Sixteen-year-old Erika Ross is hoping to become a pediatric oncology nurse. When she graduates and completes her training, she will be able to provide specialized care for children with cancer. Only two years ago, Erika was one of those children.

Before she was diagnosed with a rare germ cell tumour, the Surrey teenager had a busy life filled with high-school commitments and dance lessons. After multiple surgeries and chemotherapy, Erika is now back at school and starting to dance again.

For Erika, cancer treatment and time away from school has had both a positive and a negative impact on her life.

“Cancer in a way has matured me, and that’s good. But in a way it’s taken away my years of being a silly teenager.”

Erika’s experience as a patient in the Pediatric Oncology Program at Surrey Memorial Hospital has also inspired her to change her career goal from teaching to nursing.

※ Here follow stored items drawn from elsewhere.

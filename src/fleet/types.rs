//! Fleet record types: messengers, clients and vehicles.
//!
//! Only the fields the scoring workflow reads are typed. Everything else a
//! record carries (photos, documents, maintenance logs) is kept verbatim in
//! `extra` so rewriting a collection never drops data.

use serde::{Deserialize, Serialize};
use serde_json::{Map, Value};
use uuid::Uuid;

/// Availability of a messenger on the dispatch board.
#[derive(Debug, Clone, Copy, PartialEq, Eq, Default, Serialize, Deserialize)]
#[serde(rename_all = "lowercase")]
pub enum MessengerStatus {
    #[default]
    Available,
    Busy,
}

/// Delivery messenger.
#[derive(Debug, Clone, Serialize, Deserialize)]
#[serde(rename_all = "camelCase")]
pub struct Messenger {
    pub id: String,
    pub first_name: String,
    pub last_name: String,
    #[serde(default)]
    pub status: MessengerStatus,
    /// Cached point total, refreshed from the point ledger.
    #[serde(default)]
    pub points: i64,
    #[serde(flatten)]
    pub extra: Map<String, Value>,
}

impl Messenger {
    /// Create a new messenger with a generated id.
    pub fn new(first_name: &str, last_name: &str) -> Self {
        Self {
            id: Uuid::new_v4().to_string(),
            first_name: first_name.to_string(),
            last_name: last_name.to_string(),
            status: MessengerStatus::Available,
            points: 0,
            extra: Map::new(),
        }
    }

    /// Full display name.
    pub fn full_name(&self) -> String {
        format!("{} {}", self.first_name, self.last_name)
            .trim()
            .to_string()
    }
}

/// Delivery client (a location the messengers visit).
#[derive(Debug, Clone, Serialize, Deserialize)]
#[serde(rename_all = "camelCase")]
pub struct Client {
    pub id: String,
    pub location_name: String,
    #[serde(default)]
    pub latitude: f64,
    #[serde(default)]
    pub longitude: f64,
    #[serde(flatten)]
    pub extra: Map<String, Value>,
}

impl Client {
    pub fn new(location_name: &str) -> Self {
        Self {
            id: Uuid::new_v4().to_string(),
            location_name: location_name.to_string(),
            latitude: 0.0,
            longitude: 0.0,
            extra: Map::new(),
        }
    }
}

/// Fleet vehicle.
#[derive(Debug, Clone, Serialize, Deserialize)]
#[serde(rename_all = "camelCase")]
pub struct Vehicle {
    pub id: String,
    /// Short fleet code, e.g. "ARJ-1"
    pub code: String,
    #[serde(flatten)]
    pub extra: Map<String, Value>,
}

impl Vehicle {
    pub fn new(code: &str) -> Self {
        Self {
            id: Uuid::new_v4().to_string(),
            code: code.to_string(),
            extra: Map::new(),
        }
    }
}
//! Collection store contract.
//!
//! Every backend exposes the same opaque API: a named collection is read
//! as a whole array of JSON records and written back as a whole array.
//! Services never depend on a particular backend, only on this trait.

use serde::de::DeserializeOwned;
use serde::Serialize;
use serde_json::Value;
use thiserror::Error;

/// Well-known collection names, matching the keys of an existing `db.json`.
pub mod names {
    pub const MESSENGERS: &str = "messengers";
    pub const CLIENTS: &str = "clients";
    pub const VEHICLES: &str = "vehicles";
    pub const GAMIFICATION_RULES: &str = "gamificationRules";
    pub const ROUTE_HISTORY: &str = "routeHistory";
    pub const CLIENT_ROUTE_STATS: &str = "clientRouteStats";
    pub const POINT_LEDGER: &str = "pointLedger";
    pub const MESSENGER_EVALUATIONS: &str = "messengerEvaluations";
}

/// Key/array storage used by every service in the crate.
pub trait CollectionStore: Send + Sync {
    /// Read a whole collection. A collection that was never written is empty.
    fn get(&self, collection: &str) -> Result<Vec<Value>, StoreError>;

    /// Replace a whole collection.
    fn set(&self, collection: &str, items: &[Value]) -> Result<(), StoreError>;

    /// Read, modify and write back a collection as one step. No other
    /// write to the store can interleave with it.
    fn update(
        &self,
        collection: &str,
        apply: &mut dyn FnMut(&mut Vec<Value>),
    ) -> Result<(), StoreError>;

    /// Short backend name for log lines.
    fn backend_name(&self) -> &'static str;
}

/// Read a collection and deserialize every record.
pub fn load<T: DeserializeOwned>(
    store: &dyn CollectionStore,
    collection: &str,
) -> Result<Vec<T>, StoreError> {
    store
        .get(collection)?
        .into_iter()
        .map(|value| {
            serde_json::from_value(value).map_err(|e| StoreError::Serialization {
                collection: collection.to_string(),
                message: e.to_string(),
            })
        })
        .collect()
}

/// Serialize every record and replace the collection.
pub fn save<T: Serialize>(
    store: &dyn CollectionStore,
    collection: &str,
    items: &[T],
) -> Result<(), StoreError> {
    let values = items
        .iter()
        .map(|item| {
            serde_json::to_value(item).map_err(|e| StoreError::Serialization {
                collection: collection.to_string(),
                message: e.to_string(),
            })
        })
        .collect::<Result<Vec<_>, _>>()?;

    store.set(collection, &values)
}

/// Append one record to a collection atomically.
pub fn append<T: Serialize>(
    store: &dyn CollectionStore,
    collection: &str,
    item: &T,
) -> Result<(), StoreError> {
    let value = serde_json::to_value(item).map_err(|e| StoreError::Serialization {
        collection: collection.to_string(),
        message: e.to_string(),
    })?;
    let mut pending = Some(value);
    store.update(collection, &mut |values| values.extend(pending.take()))
}

/// Storage errors.
#[derive(Debug, Error)]
pub enum StoreError {
    #[error("IO error: {0}")]
    IoError(String),

    #[error("Database connection failed: {0}")]
    ConnectionFailed(String),

    #[error("Migration failed: {0}")]
    MigrationFailed(String),

    #[error("Query failed: {0}")]
    QueryFailed(String),

    #[error("Corrupt store document: {0}")]
    Corrupt(String),

    #[error("Serialization error in '{collection}': {message}")]
    Serialization { collection: String, message: String },

    #[error("Store lock poisoned")]
    LockPoisoned,
}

“I think I would make a good nurse,” she says. “Because I have been through it.”

Erika received her cancer treatment and follow up at both BC Children’s Hospital and Surrey Memorial. Being able to receive some of her care at Surrey was a big advantage, as both of her parents work near the hospital.

Over the past two years, Pediatric Oncologist Dr. Derek Prevost, Nurse Clinician Janis Gurney and the rest of the Surrey team have started to “feel like family” to Erika.

Erika is already making strides toward her chosen career, as she now volunteers in the Pediatric Oncology Program to work on crafts with patients.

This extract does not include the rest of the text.